> [Data for review]

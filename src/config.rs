//! Configuration management for the RAX FTP client
//!
//! Built-in defaults, overridden by an optional `ftp-client.toml` in the
//! working directory, overridden in turn by `RAX_FTP_*` environment variables
//! (e.g. `RAX_FTP_HOST`, `RAX_FTP_PASSIVE_MODE=epsv`).

use config::{Config, Environment, File};
use serde::Deserialize;
use std::time::Duration;

use crate::transfer::PassiveMode;

const CONFIG_FILE: &str = "ftp-client";
const ENV_PREFIX: &str = "RAX_FTP";

/// Client configuration
#[derive(Debug, Deserialize, Clone)]
pub struct ClientConfig {
    /// Host name or IP address of the FTP server
    pub host: String,

    /// Port of the FTP control connection
    pub port: u16,

    pub username: String,
    pub password: String,

    /// How passive data ports are requested: auto, pasv or epsv
    pub passive_mode: PassiveMode,

    /// Timeout for dialing control and data connections
    pub connect_timeout_secs: u64,
}

impl Default for ClientConfig {
    fn default() -> Self {
        Self {
            host: "127.0.0.1".to_string(),
            port: 2121,
            username: "anonymous".to_string(),
            password: "anonymous@".to_string(),
            passive_mode: PassiveMode::Auto,
            connect_timeout_secs: 10,
        }
    }
}

impl ClientConfig {
    /// Load configuration from defaults, ftp-client.toml and the environment
    pub fn load() -> Result<Self, config::ConfigError> {
        let defaults = Self::default();
        let settings = Config::builder()
            .set_default("host", defaults.host)?
            .set_default("port", i64::from(defaults.port))?
            .set_default("username", defaults.username)?
            .set_default("password", defaults.password)?
            .set_default("passive_mode", "auto")?
            .set_default(
                "connect_timeout_secs",
                defaults.connect_timeout_secs as i64,
            )?
            .add_source(File::with_name(CONFIG_FILE).required(false))
            .add_source(Environment::with_prefix(ENV_PREFIX))
            .build()?;

        let config: ClientConfig = settings.try_deserialize()?;
        config.validate()?;
        Ok(config)
    }

    /// Validation for all configuration values
    pub fn validate(&self) -> Result<(), config::ConfigError> {
        if self.host.trim().is_empty() {
            return Err(config::ConfigError::Message("host cannot be empty".into()));
        }

        if self.port == 0 {
            return Err(config::ConfigError::Message("port cannot be 0".into()));
        }

        if self.connect_timeout_secs == 0 {
            return Err(config::ConfigError::Message(
                "connect_timeout_secs must be greater than 0".into(),
            ));
        }

        Ok(())
    }

    /// Get host and port as a dialable address, bracketing IPv6 literals
    pub fn control_socket(&self) -> String {
        if self.host.contains(':') && !self.host.starts_with('[') {
            format!("[{}]:{}", self.host, self.port)
        } else {
            format!("{}:{}", self.host, self.port)
        }
    }

    /// Get connection timeout as Duration
    pub fn connect_timeout(&self) -> Duration {
        Duration::from_secs(self.connect_timeout_secs)
    }
}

> [Exercise brief]
Here the goal is to repeat each entry exactly.

> [Result of this task]
filename src/config.rs
//! Configuration management for the RAX FTP client
//!
//! Built-in defaults, overridden by an optional `ftp-client.toml` in the
//! working directory, overridden in turn by `RAX_FTP_*` environment variables
//! (e.g. `RAX_FTP_HOST`, `RAX_FTP_PASSIVE_MODE=epsv`).

use config::{Config, Environment, File};
use serde::Deserialize;
use std::time::Duration;

use crate::transfer::PassiveMode;

const CONFIG_FILE: &str = "ftp-client";
const ENV_PREFIX: &str = "RAX_FTP";

/// Client configuration
#[derive(Debug, Deserialize, Clone)]
pub struct ClientConfig {
    /// Host name or IP address of the FTP server
    pub host: String,

    /// Port of the FTP control connection
    pub port: u16,

    pub username: String,
    pub password: String,

    /// How passive data ports are requested: auto, pasv or epsv
    pub passive_mode: PassiveMode,

    /// Timeout for dialing control and data connections
    pub connect_timeout_secs: u64,
}

impl Default for ClientConfig {
    fn default() -> Self {
        Self {
            host: "127.0.0.1".to_string(),
            port: 2121,
            username: "anonymous".to_string(),
            password: "anonymous@".to_string(),
            passive_mode: PassiveMode::Auto,
            connect_timeout_secs: 10,
        }
    }
}

impl ClientConfig {
    /// Load configuration from defaults, ftp-client.toml and the environment
    pub fn load() -> Result<Self, config::ConfigError> {
        let defaults = Self::default();
        let settings = Config::builder()
            .set_default("host", defaults.host)?
            .set_default("port", i64::from(defaults.port))?
            .set_default("username", defaults.username)?
            .set_default("password", defaults.password)?
            .set_default("passive_mode", "auto")?
            .set_default(
                "connect_timeout_secs",
                defaults.connect_timeout_secs as i64,
            )?
            .add_source(File::with_name(CONFIG_FILE).required(false))
            .add_source(Environment::with_prefix(ENV_PREFIX))
            .build()?;

        let config: ClientConfig = settings.try_deserialize()?;
        config.validate()?;
        Ok(config)
    }

    /// Validation for all configuration values
    pub fn validate(&self) -> Result<(), config::ConfigError> {
        if self.host.trim().is_empty() {
            return Err(config::ConfigError::Message("host cannot be empty".into()));
        }

        if self.port == 0 {
            return Err(config::ConfigError::Message("port cannot be 0".into()));
        }

        if self.connect_timeout_secs == 0 {
            return Err(config::ConfigError::Message(
                "connect_timeout_secs must be greater than 0".into(),
            ));
        }

        Ok(())
    }

    /// Get host and port as a dialable address, bracketing IPv6 literals
    pub fn control_socket(&self) -> String {
        if self.host.contains(':') && !self.host.starts_with('[') {
            format!("[{}]:{}", self.host, self.port)
        } else {
            format!("{}:{}", self.host, self.port)
        }
    }

    /// Get connection timeout as Duration
    pub fn connect_timeout(&self) -> Duration {
        Duration::from_secs(self.connect_timeout_secs)
    }
}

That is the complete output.